▶ [Requirement] Only those lines running from the start of the listing below through the line that holds "pub const KEY_LENGTH: usize = 32;" are to be written out, exactly and in full.

▶ [Data for the task]
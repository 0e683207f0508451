//! AES-256-GCM encryption of token material at rest.
//!
//! - [`EncryptionKey`]: validated 32-byte key, zeroized on drop
//! - [`TokenCipher`]: encrypt/decrypt to a self-contained text blob
//!
//! ## Blob format
//!
//! `base64(iv || ciphertext || tag)` with a fresh random 96-bit IV per call.
//! Decryption fails closed: a wrong key, a flipped bit, truncation or bad
//! base64 all produce `DecryptionError`, never partial plaintext.
//!
//! ```rust
//! use tokenward_common::crypto::{EncryptionKey, TokenCipher};
//!
//! let cipher = TokenCipher::new(&EncryptionKey::generate());
//! let blob = cipher.encrypt(b"refresh-token")?;
//! assert_eq!(cipher.decrypt(&blob)?, b"refresh-token");
//! # Ok::<(), tokenward_common::auth::AuthError>(())
//! ```

use aes_gcm::aead::{Aead, KeyInit};
use aes_gcm::{Aes256Gcm, Nonce};
use base64::engine::general_purpose::STANDARD as BASE64;
use base64::Engine;
use rand::rngs::OsRng;
use rand::RngCore;
use sha2::{Digest, Sha256};
use zeroize::{Zeroize, ZeroizeOnDrop};

use crate::auth::error::{AuthError, AuthResult};

/// Required key length in bytes
pub const KEY_LENGTH: usize = 32;
/// IV length in bytes (96-bit GCM nonce)
pub const IV_LENGTH: usize = 12;
const TAG_LENGTH: usize = 16;

/// Check that raw key material is usable for AES-256
///
/// # Errors
/// Returns `Configuration` when the key is not exactly 32 bytes.
pub fn validate_key(key: &[u8]) -> AuthResult<()> {
    if key.len() == KEY_LENGTH {
        Ok(())
    } else {
        Err(AuthError::configuration(format!(
            "encryption key must be exactly {KEY_LENGTH} bytes, got {}",
            key.len()
        )))
    }
}

/// 32-byte AES-256 key
#[derive(Clone, Zeroize, ZeroizeOnDrop)]
pub struct EncryptionKey([u8; KEY_LENGTH]);

impl EncryptionKey {
    /// Build from raw bytes
    ///
    /// # Errors
    /// Returns `Configuration` when `bytes` is not 32 bytes long.
    pub fn from_bytes(bytes: &[u8]) -> AuthResult<Self> {
        validate_key(bytes)?;
        let mut key = [0u8; KEY_LENGTH];
        key.copy_from_slice(bytes);
        Ok(Self(key))
    }

    /// Build from a standard base64 string (the configuration format)
    ///
    /// # Errors
    /// Returns `Configuration` on invalid base64 or wrong decoded length.
    pub fn from_base64(encoded: &str) -> AuthResult<Self> {
        let mut decoded = BASE64
            .decode(encoded.trim())
            .map_err(|e| AuthError::configuration(format!("encryption key is not base64: {e}")))?;
        let key = Self::from_bytes(&decoded);
        decoded.zeroize();
        key
    }

    /// Generate a random key from the OS CSPRNG
    ///
    /// For provisioning and tests only. Services never generate a key on
    /// their own when one is missing.
    #[must_use]
    pub fn generate() -> Self {
        let mut key = [0u8; KEY_LENGTH];
        OsRng.fill_bytes(&mut key);
        Self(key)
    }

    /// Encode the key as standard base64
    #[must_use]
    pub fn to_base64(&self) -> String {
        BASE64.encode(self.0)
    }

    /// Short, non-reversible identifier for logs
    #[must_use]
    pub fn fingerprint(&self) -> String {
        let digest = Sha256::digest(self.0);
        hex::encode(&digest[..8])
    }

    fn as_bytes(&self) -> &[u8] {
        &self.0
    }
}

impl std::fmt::Debug for EncryptionKey {
    fn fmt(&self, f: &mut std::fmt::Formatter<'_>) -> std::fmt::Result {
        f.debug_struct("EncryptionKey").field("fingerprint", &self.fingerprint()).finish()
    }
}

/// AES-256-GCM cipher for token blobs
#[derive(Clone)]
pub struct TokenCipher {
    cipher: Aes256Gcm,
    fingerprint: String,
}

impl std::fmt::Debug for TokenCipher {
    fn fmt(&self, f: &mut std::fmt::Formatter<'_>) -> std::fmt::Result {
        f.debug_struct("TokenCipher")
            .field("key", &"[REDACTED]")
            .field("fingerprint", &self.fingerprint)
            .finish()
    }
}

impl TokenCipher {
    /// Create a cipher bound to `key`
    #[must_use]
    pub fn new(key: &EncryptionKey) -> Self {
        let cipher = Aes256Gcm::new(aes_gcm::Key::<Aes256Gcm>::from_slice(key.as_bytes()));
        Self { cipher, fingerprint: key.fingerprint() }
    }

    /// Fingerprint of the bound key
    #[must_use]
    pub fn key_fingerprint(&self) -> &str {
        &self.fingerprint
    }

    /// Encrypt bytes into a base64 blob
    ///
    /// # Errors
    /// Returns `DecryptionError` if the AEAD layer rejects the input, which
    /// only happens for plaintexts beyond the GCM length limit.
    pub fn encrypt(&self, plaintext: &[u8]) -> AuthResult<String> {
        let mut iv = [0u8; IV_LENGTH];
        OsRng.fill_bytes(&mut iv);

        let ciphertext = self
            .cipher
            .encrypt(Nonce::from_slice(&iv), plaintext)
            .map_err(|e| AuthError::decryption(format!("encryption failed: {e}")))?;

        let mut blob = Vec::with_capacity(IV_LENGTH + ciphertext.len());
        blob.extend_from_slice(&iv);
        blob.extend_from_slice(&ciphertext);
        Ok(BASE64.encode(blob))
    }

    /// Decrypt a blob produced by [`TokenCipher::encrypt`]
    ///
    /// # Errors
    /// Returns `DecryptionError` on bad base64, truncation, wrong key or any
    /// tag mismatch.
    pub fn decrypt(&self, blob: &str) -> AuthResult<Vec<u8>> {
        let raw = BASE64
            .decode(blob)
            .map_err(|e| AuthError::decryption(format!("blob is not base64: {e}")))?;

        if raw.len() < IV_LENGTH + TAG_LENGTH {
            return Err(AuthError::decryption("blob is truncated"));
        }

        let (iv, ciphertext) = raw.split_at(IV_LENGTH);
        self.cipher
            .decrypt(Nonce::from_slice(iv), ciphertext)
            .map_err(|_| AuthError::decryption("authentication tag mismatch"))
    }

    /// Decrypt with `self` and re-encrypt with `target`
    ///
    /// # Errors
    /// Propagates the decryption failure of the source blob.
    pub fn reencrypt(&self, blob: &str, target: &TokenCipher) -> AuthResult<String> {
        let mut plaintext = self.decrypt(blob)?;
        let result = target.encrypt(&plaintext);
        plaintext.zeroize();
        result
    }
}

#[cfg(test)]
mod tests {
    //! Unit tests for crypto::encryption.
    use super::*;
    use crate::auth::AuthErrorKind;

    /// Validates `EncryptionKey::from_bytes` behavior for the invalid key size
    /// scenario.
    ///
    /// Assertions:
    /// - Ensures 16 and 33 byte keys are rejected as configuration errors.
    #[test]
    fn test_rejects_invalid_key_size() {
        for len in [0, 16, 31, 33] {
            let err = EncryptionKey::from_bytes(&vec![0u8; len]).unwrap_err();
            assert_eq!(err.kind(), AuthErrorKind::Configuration);
        }
        assert!(EncryptionKey::from_bytes(&[7u8; 32]).is_ok());
    }

    #[test]
    fn test_base64_key_round_trip() {
        let key = EncryptionKey::generate();
        let restored = EncryptionKey::from_base64(&key.to_base64()).unwrap();
        assert_eq!(key.fingerprint(), restored.fingerprint());
        assert!(EncryptionKey::from_base64("not base64!").is_err());
        assert!(EncryptionKey::from_base64(&BASE64.encode([1u8; 16])).is_err());
    }

    /// Validates `TokenCipher::encrypt` behavior for the fresh IV scenario.
    ///
    /// Assertions:
    /// - Confirms two encryptions of the same plaintext differ.
    /// - Confirms both decrypt to the original.
    #[test]
    fn test_encrypt_uses_fresh_iv() {
        let cipher = TokenCipher::new(&EncryptionKey::generate());
        let a = cipher.encrypt(b"same").unwrap();
        let b = cipher.encrypt(b"same").unwrap();

        assert_ne!(a, b);
        assert_eq!(cipher.decrypt(&a).unwrap(), b"same");
        assert_eq!(cipher.decrypt(&b).unwrap(), b"same");
    }

    #[test]
    fn test_wrong_key_fails_closed() {
        let cipher = TokenCipher::new(&EncryptionKey::generate());
        let other = TokenCipher::new(&EncryptionKey::generate());
        let blob = cipher.encrypt(b"secret").unwrap();

        let err = other.decrypt(&blob).unwrap_err();
        assert_eq!(err.kind(), AuthErrorKind::DecryptionError);
    }

    /// Validates `TokenCipher::decrypt` behavior for the tampered blob
    /// scenario.
    ///
    /// Assertions:
    /// - Ensures flipping any single byte yields `DecryptionError`.
    /// - Ensures truncated and non-base64 input are rejected.
    #[test]
    fn test_tampered_blob_fails_closed() {
        let cipher = TokenCipher::new(&EncryptionKey::generate());
        let blob = cipher.encrypt(b"refresh-token-value").unwrap();
        let raw = BASE64.decode(&blob).unwrap();

        for idx in 0..raw.len() {
            let mut flipped = raw.clone();
            flipped[idx] ^= 0x01;
            let err = cipher.decrypt(&BASE64.encode(&flipped)).unwrap_err();
            assert_eq!(err.kind(), AuthErrorKind::DecryptionError, "byte {idx}");
        }

        assert!(cipher.decrypt(&BASE64.encode(&raw[..IV_LENGTH + 4])).is_err());
        assert!(cipher.decrypt("%%%").is_err());
    }

    #[test]
    fn test_reencrypt_moves_blob_to_new_key() {
        let old = TokenCipher::new(&EncryptionKey::generate());
        let new = TokenCipher::new(&EncryptionKey::generate());
        let blob = old.encrypt(b"payload").unwrap();

        let moved = old.reencrypt(&blob, &new).unwrap();
        assert_eq!(new.decrypt(&moved).unwrap(), b"payload");
        assert!(old.decrypt(&moved).is_err());
        assert_ne!(old.key_fingerprint(), new.key_fingerprint());
    }

    #[test]
    fn test_debug_redacts_key() {
        let key = EncryptionKey::generate();
        let rendered = format!("{:?}", TokenCipher::new(&key));
        assert!(rendered.contains("[REDACTED]"));
        assert!(!rendered.contains(&key.to_base64()));
    }
}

▶ [Result of the exercise]
repository 0e683207f0508451
//! AES-256-GCM encryption of token material at rest.
//!
//! - [`EncryptionKey`]: validated 32-byte key, zeroized on drop
//! - [`TokenCipher`]: encrypt/decrypt to a self-contained text blob
//!
//! ## Blob format
//!
//! `base64(iv || ciphertext || tag)` with a fresh random 96-bit IV per call.
//! Decryption fails closed: a wrong key, a flipped bit, truncation or bad
//! base64 all produce `DecryptionError`, never partial plaintext.
//!
//! ```rust
//! use tokenward_common::crypto::{EncryptionKey, TokenCipher};
//!
//! let cipher = TokenCipher::new(&EncryptionKey::generate());
//! let blob = cipher.encrypt(b"refresh-token")?;
//! assert_eq!(cipher.decrypt(&blob)?, b"refresh-token");
//! # Ok::<(), tokenward_common::auth::AuthError>(())
//! ```

use aes_gcm::aead::{Aead, KeyInit};
use aes_gcm::{Aes256Gcm, Nonce};
use base64::engine::general_purpose::STANDARD as BASE64;
use base64::Engine;
use rand::rngs::OsRng;
use rand::RngCore;
use sha2::{Digest, Sha256};
use zeroize::{Zeroize, ZeroizeOnDrop};

use crate::auth::error::{AuthError, AuthResult};

/// Required key length in bytes
pub const KEY_LENGTH: usize = 32;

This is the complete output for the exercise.